- Work instruction
Scan the listing below for "take", then report every line that has it.

- Raw data
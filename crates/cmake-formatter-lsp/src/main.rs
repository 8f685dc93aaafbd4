#[tokio::main]
async fn main() {
    let args: Vec<String> = std::env::args().collect();
    if args.len() > 1 && (args[1] == "--version" || args[1] == "-V") {
        println!("cmake-formatter-lsp {}", env!("CARGO_PKG_VERSION"));
        return;
    }

    cmake_formatter_lsp::init_tracing();
    cmake_formatter_lsp::locale::init_from_env();

    if let Err(e) = cmake_formatter_lsp::start_server().await {
        tracing::error!("LSP server error: {e}");
        eprintln!("LSP server error: {e}");
        std::process::exit(1);
    }
}
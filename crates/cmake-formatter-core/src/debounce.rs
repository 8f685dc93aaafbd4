//! Single-slot debouncer for save-triggered formatting.
//!
//! One debouncer is shared by every document. Scheduling while a call is
//! pending cancels that call and restarts the delay window, so a burst of
//! saves across several documents runs only the last scheduled task.

use std::future::Future;
use std::path::{Path, PathBuf};
use std::sync::{Arc, Mutex, MutexGuard};
use std::time::Duration;

use tokio::task::JoinHandle;
use tokio_util::sync::CancellationToken;

/// Delay between the last save and the format it triggers.
pub const DEFAULT_DEBOUNCE_DELAY: Duration = Duration::from_millis(300);

#[derive(Debug)]
struct PendingTask {
    token: CancellationToken,
    path: PathBuf,
    generation: u64,
}

#[derive(Debug, Default)]
struct Slot {
    pending: Option<PendingTask>,
    generation: u64,
}

#[derive(Debug, Clone)]
pub struct Debouncer {
    delay: Duration,
    slot: Arc<Mutex<Slot>>,
}

impl Default for Debouncer {
    fn default() -> Self {
        Self::new(DEFAULT_DEBOUNCE_DELAY)
    }
}

impl Debouncer {
    pub fn new(delay: Duration) -> Self {
        Self {
            delay,
            slot: Arc::new(Mutex::new(Slot::default())),
        }
    }

    pub fn delay(&self) -> Duration {
        self.delay
    }

    fn lock(&self) -> MutexGuard<'_, Slot> {
        self.slot.lock().unwrap_or_else(|e| e.into_inner())
    }

    /// Schedule `task` for `path` after the delay, replacing any pending call.
    ///
    /// Must be called from within a tokio runtime.
    pub fn schedule<F, Fut>(&self, path: PathBuf, task: F) -> JoinHandle<()>
    where
        F: FnOnce() -> Fut + Send + 'static,
        Fut: Future<Output = ()> + Send + 'static,
    {
        let token = CancellationToken::new();
        let generation = {
            let mut slot = self.lock();
            if let Some(previous) = slot.pending.take() {
                tracing::debug!(path = %previous.path.display(), "Debounced format superseded");
                previous.token.cancel();
            }
            slot.generation += 1;
            slot.pending = Some(PendingTask {
                token: token.clone(),
                path,
                generation: slot.generation,
            });
            slot.generation
        };

        let delay = self.delay;
        let slot = Arc::clone(&self.slot);
        tokio::spawn(async move {
            tokio::select! {
                _ = token.cancelled() => {}
                _ = tokio::time::sleep(delay) => {
                    {
                        let mut slot = slot.lock().unwrap_or_else(|e| e.into_inner());
                        if slot.pending.as_ref().map(|p| p.generation) == Some(generation) {
                            slot.pending = None;
                        }
                    }
                    task().await;
                }
            }
        })
    }

    /// Path of the call waiting for its delay to elapse, if any.
    pub fn pending(&self) -> Option<PathBuf> {
        self.lock().pending.as_ref().map(|p| p.path.clone())
    }

    pub fn is_pending_for(&self, path: &Path) -> bool {
        self.lock()
            .pending
            .as_ref()
            .is_some_and(|p| p.path == path)
    }

    /// Drop the pending call without running it.
    pub fn cancel(&self) {
        if let Some(previous) = self.lock().pending.take() {
            previous.token.cancel();
        }
    }
}

#[cfg(test)]
mod tests {
    use super::*;
    use std::sync::atomic::{AtomicUsize, Ordering};

    fn recorder() -> (Arc<Mutex<Vec<PathBuf>>>, Arc<AtomicUsize>) {
        (Arc::new(Mutex::new(Vec::new())), Arc::new(AtomicUsize::new(0)))
    }

    #[tokio::test(start_paused = true)]
    async fn test_runs_after_delay() {
        let debouncer = Debouncer::default();
        let (ran, count) = recorder();

        let (ran2, count2) = (Arc::clone(&ran), Arc::clone(&count));
        let handle = debouncer.schedule(PathBuf::from("a.cmake"), move || async move {
            ran2.lock().unwrap().push(PathBuf::from("a.cmake"));
            count2.fetch_add(1, Ordering::SeqCst);
        });
        assert_eq!(debouncer.pending(), Some(PathBuf::from("a.cmake")));

        handle.await.unwrap();
        assert_eq!(count.load(Ordering::SeqCst), 1);
        assert_eq!(debouncer.pending(), None);
    }

    #[tokio::test(start_paused = true)]
    async fn test_reschedule_cancels_previous() {
        let debouncer = Debouncer::default();
        let (ran, _) = recorder();

        let first_ran = Arc::clone(&ran);
        let first = debouncer.schedule(PathBuf::from("a.cmake"), move || async move {
            first_ran.lock().unwrap().push(PathBuf::from("a.cmake"));
        });

        tokio::time::sleep(Duration::from_millis(100)).await;

        let second_ran = Arc::clone(&ran);
        let second = debouncer.schedule(PathBuf::from("b.cmake"), move || async move {
            second_ran.lock().unwrap().push(PathBuf::from("b.cmake"));
        });
        assert!(debouncer.is_pending_for(Path::new("b.cmake")));

        first.await.unwrap();
        second.await.unwrap();
        assert_eq!(*ran.lock().unwrap(), vec![PathBuf::from("b.cmake")]);
    }

    #[tokio::test(start_paused = true)]
    async fn test_reschedule_restarts_window() {
        let debouncer = Debouncer::new(Duration::from_millis(300));
        let (_, count) = recorder();
        let start = tokio::time::Instant::now();

        let c1 = Arc::clone(&count);
        let _ = debouncer.schedule(PathBuf::from("a.cmake"), move || async move {
            c1.fetch_add(1, Ordering::SeqCst);
        });
        tokio::time::sleep(Duration::from_millis(250)).await;

        let c2 = Arc::clone(&count);
        let handle = debouncer.schedule(PathBuf::from("a.cmake"), move || async move {
            c2.fetch_add(1, Ordering::SeqCst);
        });
        handle.await.unwrap();

        assert_eq!(count.load(Ordering::SeqCst), 1);
        assert!(start.elapsed() >= Duration::from_millis(550));
    }

    #[tokio::test(start_paused = true)]
    async fn test_cancel_drops_pending_call() {
        let debouncer = Debouncer::default();
        let (_, count) = recorder();

        let c = Arc::clone(&count);
        let handle = debouncer.schedule(PathBuf::from("a.cmake"), move || async move {
            c.fetch_add(1, Ordering::SeqCst);
        });
        debouncer.cancel();
        handle.await.unwrap();

        assert_eq!(count.load(Ordering::SeqCst), 0);
        assert_eq!(debouncer.pending(), None);
    }
}
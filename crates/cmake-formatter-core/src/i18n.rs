//! Locale selection for user-facing messages.
//!
//! Shared by the LSP server and the CLI so both resolve locales the same way:
//! an explicit choice first, then `CMAKE_FORMATTER_LOCALE`, then the host's
//! hint (the caller's fallback), then `LC_ALL` / `LANG`, then English.

/// Supported locale codes.
pub const SUPPORTED_LOCALES: &[&str] = &["en", "es", "zh-CN"];

/// Environment variable overriding the detected locale.
pub const LOCALE_ENV_VAR: &str = "CMAKE_FORMATTER_LOCALE";

/// Normalize a locale string to a supported code where possible.
///
/// - "en_US.UTF-8" -> "en"
/// - "es-MX" -> "es"
/// - "zh_CN" / "zh-Hans" -> "zh-CN"
///
/// Unsupported locales come back as their lowercase language code.
pub fn normalize_locale(locale: &str) -> String {
    let locale = locale.trim();
    let base = locale.split(['.', '@']).next().unwrap_or(locale);

    let lower = base.to_lowercase();
    if lower.starts_with("zh") && (lower.contains("cn") || lower.contains("hans")) {
        return "zh-CN".to_string();
    }

    let lang = base.split(['_', '-']).next().unwrap_or(base);
    SUPPORTED_LOCALES
        .iter()
        .find(|code| {
            base.eq_ignore_ascii_case(code)
                || code
                    .split('-')
                    .next()
                    .is_some_and(|code_lang| code_lang.eq_ignore_ascii_case(lang))
        })
        .map(|code| code.to_string())
        .unwrap_or_else(|| lang.to_lowercase())
}

pub fn is_supported(locale: &str) -> bool {
    SUPPORTED_LOCALES.contains(&locale)
}

/// Resolve the locale to use.
///
/// `explicit` is a user choice (CLI flag); `fallback` is a host hint such as
/// the locale an LSP client reports. Unsupported candidates are skipped.
pub fn resolve_locale(explicit: Option<&str>, fallback: Option<&str>) -> String {
    let env_locale = std::env::var(LOCALE_ENV_VAR).ok();
    let system_locale = std::env::var("LC_ALL")
        .ok()
        .or_else(|| std::env::var("LANG").ok());

    [
        explicit.map(str::to_string),
        env_locale,
        fallback.map(str::to_string),
        system_locale,
    ]
    .into_iter()
    .flatten()
    .map(|candidate| normalize_locale(&candidate))
    .find(|candidate| is_supported(candidate))
    .unwrap_or_else(|| "en".to_string())
}

/// Resolve and activate the locale for this process.
pub fn init_locale(explicit: Option<&str>, fallback: Option<&str>) -> String {
    let locale = resolve_locale(explicit, fallback);
    rust_i18n::set_locale(&locale);
    locale
}
//! [`EditorHost`] for a terminal: documents are files, messages go to stderr.

use std::collections::HashMap;
use std::path::{Path, PathBuf};
use std::sync::Mutex;

use async_trait::async_trait;
use cmake_formatter_core::{EditorHost, FormatError, FormatResult, TextEdit};
use colored::Colorize;
use rust_i18n::t;

/// What saving a document does.
#[derive(Debug, Clone, Copy, PartialEq, Eq)]
pub enum SaveMode {
    /// Write changed documents back to disk.
    Write,
    /// Leave files alone; only record which ones would change.
    Check,
}

#[derive(Debug, Clone)]
struct Buffer {
    on_disk: String,
    current: String,
}

/// A document whose saved content differs from what was on disk.
#[derive(Debug, Clone, PartialEq, Eq)]
pub struct ChangedDocument {
    pub path: PathBuf,
    pub original: String,
    pub formatted: String,
}

/// Buffers files in memory while the coordinator edits them.
#[derive(Debug)]
pub struct TerminalHost {
    mode: SaveMode,
    buffers: Mutex<HashMap<PathBuf, Buffer>>,
    changed: Mutex<Vec<ChangedDocument>>,
}

impl TerminalHost {
    pub fn new(mode: SaveMode) -> Self {
        Self {
            mode,
            buffers: Mutex::new(HashMap::new()),
            changed: Mutex::new(Vec::new()),
        }
    }

    /// Documents changed by saves so far, in save order.
    pub fn changed(&self) -> Vec<ChangedDocument> {
        self.changed
            .lock()
            .unwrap_or_else(|e| e.into_inner())
            .clone()
    }

    fn buffer(&self, path: &Path) -> Option<Buffer> {
        self.buffers
            .lock()
            .unwrap_or_else(|e| e.into_inner())
            .get(path)
            .cloned()
    }

    async fn load(&self, path: &Path) -> FormatResult<Buffer> {
        if let Some(buffer) = self.buffer(path) {
            return Ok(buffer);
        }

        let text = tokio::fs::read_to_string(path)
            .await
            .map_err(|source| FormatError::FileRead {
                path: path.to_path_buf(),
                source,
            })?;
        let buffer = Buffer {
            on_disk: text.clone(),
            current: text,
        };
        self.buffers
            .lock()
            .unwrap_or_else(|e| e.into_inner())
            .insert(path.to_path_buf(), buffer.clone());
        Ok(buffer)
    }

    fn store(&self, path: &Path, buffer: Buffer) {
        self.buffers
            .lock()
            .unwrap_or_else(|e| e.into_inner())
            .insert(path.to_path_buf(), buffer);
    }
}

#[async_trait]
impl EditorHost for TerminalHost {
    async fn show_error(&self, message: &str) {
        eprintln!("{}: {}", t!("cli.error_label").red().bold(), message);
    }

    async fn show_warning(&self, message: &str) {
        eprintln!("{}: {}", t!("cli.warning_label").yellow().bold(), message);
    }

    async fn show_info(&self, message: &str) {
        eprintln!("{message}");
    }

    async fn document_text(&self, path: &Path) -> FormatResult<String> {
        Ok(self.load(path).await?.current)
    }

    async fn show_document(&self, path: &Path) -> FormatResult<()> {
        self.load(path).await.map(|_| ())
    }

    async fn apply_edit(&self, path: &Path, edit: TextEdit) -> FormatResult<()> {
        let mut buffer = self.load(path).await?;
        buffer.current = edit.apply_to(&buffer.current);
        self.store(path, buffer);
        Ok(())
    }

    async fn save_document(&self, path: &Path) -> FormatResult<()> {
        let buffer = self.load(path).await?;
        if buffer.current == buffer.on_disk {
            return Ok(());
        }

        if self.mode == SaveMode::Write {
            tokio::fs::write(path, buffer.current.as_bytes())
                .await
                .map_err(|source| FormatError::FileWrite {
                    path: path.to_path_buf(),
                    source,
                })?;
        }

        self.changed
            .lock()
            .unwrap_or_else(|e| e.into_inner())
            .push(ChangedDocument {
                path: path.to_path_buf(),
                original: buffer.on_disk.clone(),
                formatted: buffer.current.clone(),
            });
        self.store(
            path,
            Buffer {
                on_disk: buffer.current.clone(),
                current: buffer.current,
            },
        );
        Ok(())
    }
}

- Exercise solution
            if let Some(previous) = slot.pending.take() {
        if let Some(previous) = self.lock().pending.take() {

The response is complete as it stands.